Em sentido amplo, fato jurídico lato sensu abrange tanto os acontecimentos naturais e, pois, independentes da vontade humana (fatos jurídicos stricto sensu), bem como os acontecimentos decorrentes da vontade humana (atos jurídicos).

Por sua vez, os fatos jurídicos stricto sensu podem ser ordinários (v.g., nascimento, morte, decurso do tempo) como extraordinários (e.g. enchente - caso fortuito ou força maior).

Os atos jurídicos podem ser lícitos – atos jurídicos stricto sensu (manifestações de vontade) ou negócios jurídicos (declarações de vontade) - ou ilícitos.

Ato Jurídico stricto sensu é o ato praticado pelo homem, cujos efeitos não são determinados pela vontade do agente, mas decorrem da lei, v.g, invenção de um tesouro.

Negócio Jurídico é o ato praticado pelo homem com a intenção negocial, que estabelece normas para auto-regular, nos limites da lei, seus próprios interesses, v. g. contrato.

Ato ilícito é o ato humano que ocasiona efeitos contrários à lei, causando dano a outrem.

Sujeitos de Direito

A bilateralidade essencial do direito (conduta em interferência intersubjetiva) implica que toda relação se passe entre dois sujeitos, um dos quais estará obrigado à prestação (sujeito passivo) e outro facultado a exigir a prestação, porque titular de um direito subjetivo (sujeito ativo).

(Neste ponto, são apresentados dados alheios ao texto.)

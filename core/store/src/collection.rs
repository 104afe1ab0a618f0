//! Local collection trait definition.

use async_trait::async_trait;
use serde::{Deserialize, Serialize};
use serde_json::Value;

use wcpos_common::{CollectionName, RemoteId, Result};

/// Field holding the remote modification time, `YYYY-MM-DDTHH:MM:SS` in UTC.
pub const DATE_MODIFIED_FIELD: &str = "date_modified_gmt";

/// A document as stored in the local replica.
#[derive(Debug, Clone, PartialEq, Serialize, Deserialize)]
pub struct LocalDocument {
    /// Remote identifier, also the local primary key.
    pub id: RemoteId,
    /// Remote modification time, if the backend reported one.
    pub date_modified_gmt: Option<String>,
    /// Full payload in the local schema.
    pub data: Value,
}

/// A document the store refused during a bulk upsert.
#[derive(Debug, Clone, PartialEq, Serialize, Deserialize)]
pub struct RejectedDocument {
    pub id: RemoteId,
    pub reason: String,
}

/// Outcome of a bulk upsert.
///
/// Only ids listed in `persisted` may be treated as synced by the caller.
#[derive(Debug, Clone, Default, PartialEq, Serialize, Deserialize)]
pub struct BulkUpsertReport {
    pub persisted: Vec<RemoteId>,
    pub rejected: Vec<RejectedDocument>,
}

impl BulkUpsertReport {
    /// Number of documents persisted.
    pub fn applied(&self) -> usize {
        self.persisted.len()
    }

    pub fn is_complete(&self) -> bool {
        self.rejected.is_empty()
    }
}

/// Parse a raw REST document into the local schema.
///
/// Requires an `id` field; keeps the whole payload as document data.
pub fn parse_rest_document(raw: Value) -> Result<LocalDocument> {
    let id = RemoteId::of_document(&raw)?;
    let date_modified_gmt = raw
        .get(DATE_MODIFIED_FIELD)
        .and_then(Value::as_str)
        .map(str::to_string);

    Ok(LocalDocument {
        id,
        date_modified_gmt,
        data: raw,
    })
}

/// Local replica of one remote resource collection.
///
/// The replication engine only needs point-in-time snapshots of the id sets;
/// how the store derives or indexes them is up to the implementation.
/// Implementations must be safe to call from several tasks at once.
#[async_trait]
pub trait LocalCollection: Send + Sync {
    /// Collection name, also the remote resource path.
    fn name(&self) -> &CollectionName;

    /// Ids of documents currently present locally.
    async fn synced_ids(&self) -> Result<Vec<RemoteId>>;

    /// Ids known to exist remotely that have not been pulled yet.
    async fn unsynced_ids(&self) -> Result<Vec<RemoteId>>;

    /// Mark ids as known-but-not-pulled.
    ///
    /// # Returns
    /// Number of ids that were not already marked.
    async fn add_unsynced(&self, ids: &[RemoteId]) -> Result<usize>;

    /// Clear the unsynced marker of ids that have been persisted.
    ///
    /// # Returns
    /// Number of markers removed.
    async fn remove_unsynced(&self, ids: &[RemoteId]) -> Result<usize>;

    /// Map a raw (already normalized) REST document into the local schema.
    fn parse_rest_response(&self, raw: Value) -> Result<LocalDocument>;

    /// Insert or replace a batch of documents.
    ///
    /// # Postconditions
    /// - Every id in `persisted` is present locally
    /// - Rejected documents leave the store untouched
    ///
    /// # Errors
    /// - The whole batch failed; nothing was persisted
    async fn bulk_upsert(&self, documents: Vec<LocalDocument>) -> Result<BulkUpsertReport>;

    /// Insert a single new document.
    ///
    /// # Errors
    /// - A document with the same id already exists
    async fn insert(&self, document: LocalDocument) -> Result<()>;

    /// Fetch a single document.
    async fn get(&self, id: &RemoteId) -> Result<Option<LocalDocument>>;

    /// Hard-delete a document and its unsynced marker.
    ///
    /// # Returns
    /// Whether anything was removed.
    async fn remove(&self, id: &RemoteId) -> Result<bool>;

    /// Hard-delete many documents.
    async fn bulk_remove(&self, ids: &[RemoteId]) -> Result<usize> {
        let mut removed = 0;
        for id in ids {
            if self.remove(id).await? {
                removed += 1;
            }
        }
        Ok(removed)
    }

    /// Read a value from the local-only metadata area.
    async fn get_local(&self, key: &str) -> Result<Option<Value>>;

    /// Write a value to the local-only metadata area.
    ///
    /// Local values are never replicated and never show up as documents.
    async fn set_local(&self, key: &str, value: Value) -> Result<()>;
}
//! Remote backend access for the replication engine.
//!
//! [`RemoteResourceClient`] is the seam the replicators talk through.
//! [`RestClient`] talks to a WooCommerce-style REST API; [`MemoryRemote`]
//! serves documents from memory for tests and demos.

pub mod client;
pub mod memory;
pub mod rest;

pub use client::{IdFilter, RemoteResourceClient, ResourceQuery};
pub use memory::{MemoryRemote, RecordedRequest, RequestGate, RequestKind};
pub use rest::{RestClient, RestClientConfig};
//! Normalization of pulled documents before they reach the parser.

use chrono::{DateTime, Utc};
use serde_json::Value;

use wcpos_store::DATE_MODIFIED_FIELD;

/// Format of `date_modified_gmt`: UTC, whole seconds, no offset.
const TIMESTAMP_FORMAT: &str = "%Y-%m-%dT%H:%M:%S";

/// Render a pull time the way the backend renders modification times.
pub fn pull_timestamp(now: DateTime<Utc>) -> String {
    now.format(TIMESTAMP_FORMAT).to_string()
}

/// Backfill a missing modification time with the pull time.
///
/// A field that is absent, `null` or an empty string counts as missing.
/// Non-object payloads are returned untouched and left to the parser.
pub fn normalize_document(mut raw: Value, now: DateTime<Utc>) -> Value {
    if let Value::Object(fields) = &mut raw {
        let missing = match fields.get(DATE_MODIFIED_FIELD) {
            None | Some(Value::Null) => true,
            Some(Value::String(s)) => s.is_empty(),
            Some(_) => false,
        };
        if missing {
            fields.insert(
                DATE_MODIFIED_FIELD.to_string(),
                Value::String(pull_timestamp(now)),
            );
        }
    }
    raw
}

Embora haja relações jurídicas em que o sujeito passivo seja indeterminado – porque figura um direito subjetivo absoluto – o certo em que não se pode conceber, sob pena de comprometer a bilateralidade e humanidade do fenômeno jurídico – um relação sujeito-coisa.

Quem exerça um papel em dada relação jurídica como sujeito ativo ou passivo é, em direito, uma pessoa. Possui, assim, personalidade jurídica.

Do ponto de vista lógico-jurídico, são pessoas todos os entes suscetíveis de adquirir direitos e contrair obrigações, incluindo seres e associações humanas.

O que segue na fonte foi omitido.